衣埜莉は、どこかで聞いた名前だな、と思い、……宍戸さんってボーイフレンドがいるのかな?と、……何となく少し残念に感じている自分に気付いていた。
「あら、ごめんなさい?」とクリスティーヌは言い、「……さやかちゃん?ワタシも世奈ちゃんも、アナタのこと待ってるからね。いつでも連絡して」と呟き、「アディオス!」と叫ぶと手を振りながら去っていった。
「…………。」
「宍戸さん?」「な、なに??」
「あなた、もしかしてアイドルにスカウトされてるの……?」
「え?赤城さん?あなた、三上クリスティーヌのこと知ってるの……?」
「え?あ?その……パ、パンドラプロダクションの、専属振り付け師でしょ?……有名だよね?(小声)」
「まあ、有名と言えば有名ね。……赤城さん、アイドル関係も詳しいのね。」と、さやかは、改めて赤城衣埜莉のことを値踏みするように、彼女の周りをぐるっと回った。
「あなた、可愛いわよね………。」
「な、なに?!急に……。」(まあ、わたしは可愛いけど……、)と衣埜莉はさやかから視線を逸らした。
「あなたが興味があれば、わたし、赤城さんをパンプロに紹介してあげようか?」
…………え。衣埜莉は固まって、ぎこちない表情で辛うじて笑顔を作り……、首を振った。
「あ、そう?まあ、いいわ。………ねえ、赤城さん?今日、このまま泊っていかない?」
「え?」
「わたしね。ディーヴァの衣装、うちの専属のデザイナーに作らせたことがあるの。それ一緒に着て、スタジオで撮影しない?……わたしみたいなオタクの目から見ても、……あなたって、ホント、ジェネシスっぽい雰囲気なのよね………青いウィッグもあるの。ねえ、着てみてくれない?お願い!」とさやかがニコニコしながら途切れなく喋りかけてくる。「ねえ、お願い!赤城さん!何ならモデル料払ってもいいから!」
「え……そんな急に言われても。……じゃ、じゃあ、宍戸さんは……その、ラビリンスの格好するの?」
「う~ん、ラビリンスの格好してもいいけど、……今日はネクロベインでもいいかなあ。」
……ネ、ネクロベイン??いや、待って。宍戸さん、似合うかも……。ちょっと見たいかも……。

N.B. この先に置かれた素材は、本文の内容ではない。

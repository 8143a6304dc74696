//! Payroll Run Calculation Engine
//!
//! This crate turns a pay period's raw inputs (attendance, approved leave and
//! overtime, recurring earnings/deductions, loans, statutory tables, tax
//! brackets) into a finalized set of per-employee payslips, and drives each
//! payroll run through a fixed six-step approval pipeline with guarded
//! transitions and a bounded reopen path.

#![warn(missing_docs)]

pub mod api;
pub mod calculation;
pub mod config;
pub mod engine;
pub mod error;
pub mod models;
pub mod rounding;
//! Run pipeline orchestration.
//!
//! A [`PayrollEngine`] owns the record store, the effective-dated
//! configuration, and the two seams every operation passes through:
//! authorization and auditing. Operations drive a run through six steps,
//!
//! 1. create, 2. validate, 3. calculate, 4. review, 5. generate
//! payslips, 6. close,
//!
//! with statuses DRAFT, VALIDATING, PROCESSING, COMPUTED, FOR_REVIEW,
//! FOR_PAYMENT, and PAID. Recalculation is allowed until a run is
//! released for payment; closing is idempotent; reopening walks a
//! released or paid run back to review. Concurrent requests on the same
//! run are resolved by compare-and-set status updates, so exactly one
//! caller wins any contested transition.

mod access;
mod audit;
mod compute;
mod store;

pub use access::{permissions, AllowAll, Authorizer, DenyAll};
pub use audit::{AuditEntry, AuditSink, MemoryAuditSink};
pub use store::{CalculationCommit, EngineStore};

use chrono::{NaiveDate, Utc};
use rust_decimal::Decimal;
use serde::{Deserialize, Serialize};
use serde_json::json;
use std::sync::Arc;
use tracing::{info, warn};
use uuid::Uuid;

use crate::calculation::{employee_rates, statutory_contributions, StatutoryDiagnostics};
use crate::config::PayrollConfig;
use crate::error::{EngineError, EngineResult};
use crate::models::{
    AdjustmentEntry, LoanPayment, PayPeriod, PayrollRun, Payslip, PeriodStatus, RunScope,
    RunStatus, RunTotals, RunType, Step, StepStatus,
};
use crate::rounding::round_currency;
use compute::{compute_employee, ComputeContext, EmployeeInputs};

/// Parameters for creating a payroll run.
#[derive(Debug, Clone, Serialize, Deserialize)]
pub struct CreateRunInput {
    /// The owning company.
    pub company_id: String,
    /// The pay period the run is anchored to. Bonus runs compute over
    /// the period's calendar year.
    pub period_id: String,
    /// Regular or bonus variant.
    pub run_type: RunType,
    /// Optional employee filters; empty filters match everyone.
    #[serde(default)]
    pub scope: RunScope,
}

/// Parameters for recording a manual adjustment during review.
#[derive(Debug, Clone, Serialize, Deserialize)]
pub struct AdjustmentInput {
    /// The employee the adjustment belongs to.
    pub employee_id: String,
    /// Payslip line description.
    pub description: String,
    /// Line amount; rounded to currency precision on entry.
    pub amount: Decimal,
    /// True for an earning line, false for a deduction line.
    pub earning: bool,
    /// Whether a deduction line reduces the taxable base.
    #[serde(default)]
    pub pre_tax: bool,
}

/// Outcome of the data completeness check.
#[derive(Debug, Clone, Serialize)]
pub struct ValidationReport {
    /// Blocking problems; the run stays where it was when non-empty.
    pub errors: Vec<String>,
    /// Non-blocking findings, also recorded on the step notes.
    pub warnings: Vec<String>,
    /// Number of employees the run will process.
    pub employee_count: usize,
    /// Counter totals from a dry statutory pass over the population.
    pub diagnostics: StatutoryDiagnostics,
}

impl ValidationReport {
    /// True when validation found no blocking problems.
    pub fn is_valid(&self) -> bool {
        self.errors.is_empty()
    }
}

/// Outcome of a calculation pass.
#[derive(Debug, Clone, Serialize)]
pub struct CalculationSummary {
    /// Payslips produced.
    pub processed_count: usize,
    /// Employees gated out by the run type.
    pub skipped_count: usize,
    /// Run-level aggregates, also stored on the run.
    pub totals: RunTotals,
    /// Per-scheme applied/skipped/missing counters.
    pub diagnostics: StatutoryDiagnostics,
}

/// Outcome of a close request.
#[derive(Debug, Clone, Copy, PartialEq, Eq, Serialize, Deserialize)]
#[serde(rename_all = "snake_case")]
pub enum CloseOutcome {
    /// This request performed the close.
    Closed,
    /// The run was already paid; nothing changed.
    AlreadyClosed,
}

/// The payroll run engine: store, configuration, and operation seams.
pub struct PayrollEngine {
    store: EngineStore,
    config: PayrollConfig,
    authorizer: Arc<dyn Authorizer>,
    audit: Arc<dyn AuditSink>,
}
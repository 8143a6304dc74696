//! Calculation logic for the Payroll Run Calculation Engine.
//!
//! This module contains the pure calculation functions for computing one
//! employee's payslip: contribution and recurring-line timing resolution,
//! attendance aggregation over the cutoff window, overtime classification
//! and pricing, derived rates and period basic pay, bonus-run earnings,
//! recurring earning and deduction lines, statutory contribution lookup,
//! withholding tax, and deduction assembly with loan allocation. Every
//! function here is deterministic over its inputs; orchestration and
//! persistence live in the engine.

mod attendance;
mod basic_pay;
mod bonus;
mod deductions;
mod overtime;
mod recurring;
mod statutory;
mod tax;
mod timing;

pub use attendance::{
    AttendanceSummary, DayClass, classify_day, holiday_premium_earnings, is_half_day_remark,
    night_diff_earning, summarize_attendance,
};
pub use basic_pay::{BasicPayResult, EmployeeRates, basic_pay, employee_rates};
pub use bonus::{bonus_earning, mid_year_bonus, thirteenth_month};
pub use deductions::{
    AllocationResult, DeductionInputs, LoanApplication, allocate_deductions,
};
pub use overtime::{classify_overtime, overtime_earnings};
pub use recurring::{recurring_deduction_lines, recurring_earnings};
pub use statutory::{
    ContributionShares, StatutoryDiagnostics, StatutoryResult, statutory_contributions,
};
pub use tax::{TaxBasis, bracket_tax, withholding_tax};
pub use timing::{recurring_due, timing_applies};
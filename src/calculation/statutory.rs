//! Statutory contribution computation: SSS, PhilHealth, and Pag-IBIG.
//!
//! Contributions are looked up from the effective table set by the
//! employee's monthly base salary and gated by the pattern's timing
//! schedule. Missing tables and unmatched brackets are never errors: the
//! contribution computes as zero and the diagnostics counters record why.

use rust_decimal::Decimal;
use serde::Serialize;

use crate::calculation::timing::timing_applies;
use crate::config::StatutoryTableSet;
use crate::models::{ContributionSchedule, ContributionTiming, PayFrequency, PeriodHalf};
use crate::rounding::round_currency;

/// Employee and employer shares of one statutory item.
#[derive(Debug, Clone, Copy, Default, PartialEq)]
pub struct ContributionShares {
    /// Share withheld from the employee.
    pub employee: Decimal,
    /// Share funded by the employer.
    pub employer: Decimal,
}

impl ContributionShares {
    /// Whether both shares are zero.
    pub fn is_zero(&self) -> bool {
        self.employee == Decimal::ZERO && self.employer == Decimal::ZERO
    }
}

/// Counters describing what the statutory and tax passes did, and why
/// items that produced nothing produced nothing.
///
/// Accumulated across every employee of a calculation pass and surfaced in
/// the calculate summary and validation report.
#[derive(Debug, Clone, Default, PartialEq, Eq, Serialize)]
pub struct StatutoryDiagnostics {
    /// SSS contributions computed from a bracket.
    pub sss_applied: u32,
    /// SSS skipped by the timing schedule.
    pub sss_skipped_by_timing: u32,
    /// SSS due but no bracket (or no table set) matched the salary.
    pub sss_no_bracket: u32,
    /// PhilHealth premiums computed.
    pub philhealth_applied: u32,
    /// PhilHealth skipped by the timing schedule.
    pub philhealth_skipped_by_timing: u32,
    /// PhilHealth due but no premium table was configured.
    pub philhealth_no_table: u32,
    /// Pag-IBIG contributions computed from a bracket.
    pub pagibig_applied: u32,
    /// Pag-IBIG skipped by the timing schedule.
    pub pagibig_skipped_by_timing: u32,
    /// Pag-IBIG due but no bracket (or no table set) matched the salary.
    pub pagibig_no_bracket: u32,
    /// Withholding tax computed.
    pub tax_applied: u32,
    /// Withholding tax skipped by the timing schedule.
    pub tax_skipped_by_timing: u32,
    /// Withholding tax due but no bracket table covered the income.
    pub tax_no_bracket: u32,
}

/// The three mandatory contribution shares for one employee and period.
#[derive(Debug, Clone, Copy, Default, PartialEq)]
pub struct StatutoryResult {
    /// Social Security System shares.
    pub sss: ContributionShares,
    /// PhilHealth shares.
    pub philhealth: ContributionShares,
    /// Pag-IBIG (HDMF) shares.
    pub pagibig: ContributionShares,
}

impl StatutoryResult {
    /// Total withheld from the employee across the three items.
    pub fn employee_total(&self) -> Decimal {
        self.sss.employee + self.philhealth.employee + self.pagibig.employee
    }

    /// Total funded by the employer across the three items.
    pub fn employer_total(&self) -> Decimal {
        self.sss.employer + self.philhealth.employer + self.pagibig.employer
    }
}

/// Computes the statutory contribution shares for one employee.
///
/// `monthly_salary` is the monthly base (daily-rated staff are converted
/// upstream). `tables` is the effective table set for the cutoff, absent
/// when no set covers it.
pub fn statutory_contributions(
    tables: Option<&StatutoryTableSet>,
    monthly_salary: Decimal,
    schedule: &ContributionSchedule,
    frequency: PayFrequency,
    half: PeriodHalf,
    diagnostics: &mut StatutoryDiagnostics,
) -> StatutoryResult {
    StatutoryResult {
        sss: sss_shares(tables, monthly_salary, schedule.sss, frequency, half, diagnostics),
        philhealth: philhealth_shares(
            tables,
            monthly_salary,
            schedule.philhealth,
            frequency,
            half,
            diagnostics,
        ),
        pagibig: pagibig_shares(
            tables,
            monthly_salary,
            schedule.pagibig,
            frequency,
            half,
            diagnostics,
        ),
    }
}

fn sss_shares(
    tables: Option<&StatutoryTableSet>,
    monthly_salary: Decimal,
    timing: ContributionTiming,
    frequency: PayFrequency,
    half: PeriodHalf,
    diagnostics: &mut StatutoryDiagnostics,
) -> ContributionShares {
    if !timing_applies(timing, frequency, half) {
        diagnostics.sss_skipped_by_timing += 1;
        return ContributionShares::default();
    }
    match tables.and_then(|t| t.sss_bracket_for(monthly_salary)) {
        Some(bracket) => {
            diagnostics.sss_applied += 1;
            ContributionShares {
                employee: round_currency(bracket.employee_share),
                employer: round_currency(bracket.employer_share),
            }
        }
        None => {
            diagnostics.sss_no_bracket += 1;
            ContributionShares::default()
        }
    }
}

fn philhealth_shares(
    tables: Option<&StatutoryTableSet>,
    monthly_salary: Decimal,
    timing: ContributionTiming,
    frequency: PayFrequency,
    half: PeriodHalf,
    diagnostics: &mut StatutoryDiagnostics,
) -> ContributionShares {
    if !timing_applies(timing, frequency, half) {
        diagnostics.philhealth_skipped_by_timing += 1;
        return ContributionShares::default();
    }
    match tables.and_then(|t| t.philhealth.as_ref()) {
        Some(table) => {
            diagnostics.philhealth_applied += 1;
            let clamped = monthly_salary
                .max(table.monthly_floor)
                .min(table.monthly_ceiling);
            let premium = clamped * table.premium_rate;
            ContributionShares {
                employee: round_currency(premium * table.employee_pct),
                employer: round_currency(premium * table.employer_pct),
            }
        }
        None => {
            diagnostics.philhealth_no_table += 1;
            ContributionShares::default()
        }
    }
}

fn pagibig_shares(
    tables: Option<&StatutoryTableSet>,
    monthly_salary: Decimal,
    timing: ContributionTiming,
    frequency: PayFrequency,
    half: PeriodHalf,
    diagnostics: &mut StatutoryDiagnostics,
) -> ContributionShares {
    if !timing_applies(timing, frequency, half) {
        diagnostics.pagibig_skipped_by_timing += 1;
        return ContributionShares::default();
    }
    match tables.and_then(|t| t.pagibig_bracket_for(monthly_salary)) {
        Some(bracket) => {
            diagnostics.pagibig_applied += 1;
            ContributionShares {
                employee: round_currency(bracket.employee_share),
                employer: round_currency(bracket.employer_share),
            }
        }
        None => {
            diagnostics.pagibig_no_bracket += 1;
            ContributionShares::default()
        }
    }
}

「その顔はまんざらでもなさそうね?」と、さやかは嬉しそうに、手を後ろで組んで、踊るように体を左右に揺らした。
「……ちょっと、お母さんに確認してみるね……」衣埜莉はスマホを取り出してluinを素早く打ち込んだ。
「……あ、大丈夫だって。」
「じゃ、決まり!ディナーはとびきり美味しいものを用意させるわ!……じゃあランチは軽いものにしましょ?………あとね、うちね、お風呂がすんごく広いのよ!……貸し切り状態だから、夜、2人で入りましょ?パジャマも貸してあげる!やった!これで寝るまでディーヴァトーク出来るわね!あーー、楽しみ!!」
さやかは、正面から衣埜莉の手を握り、ドキリとさせる笑顔で瞳の奥を見つめてきた。
お金持ちのお風呂……。なんか凄そうね……。
衣埜莉は、……あ、着替えはどうするのかしら?と一瞬疑問に思ったが、通りかかった部屋の中で、女中達が忙しくタオルやベッドカバーを取り替えているところを見て……、まあ心配ないか…… 。と思い、ところで御手洗いどうしようかしら……。ここは安全地帯ではないけど、さすがに1度は行っておかないといけないわね……。と考えていたのだった。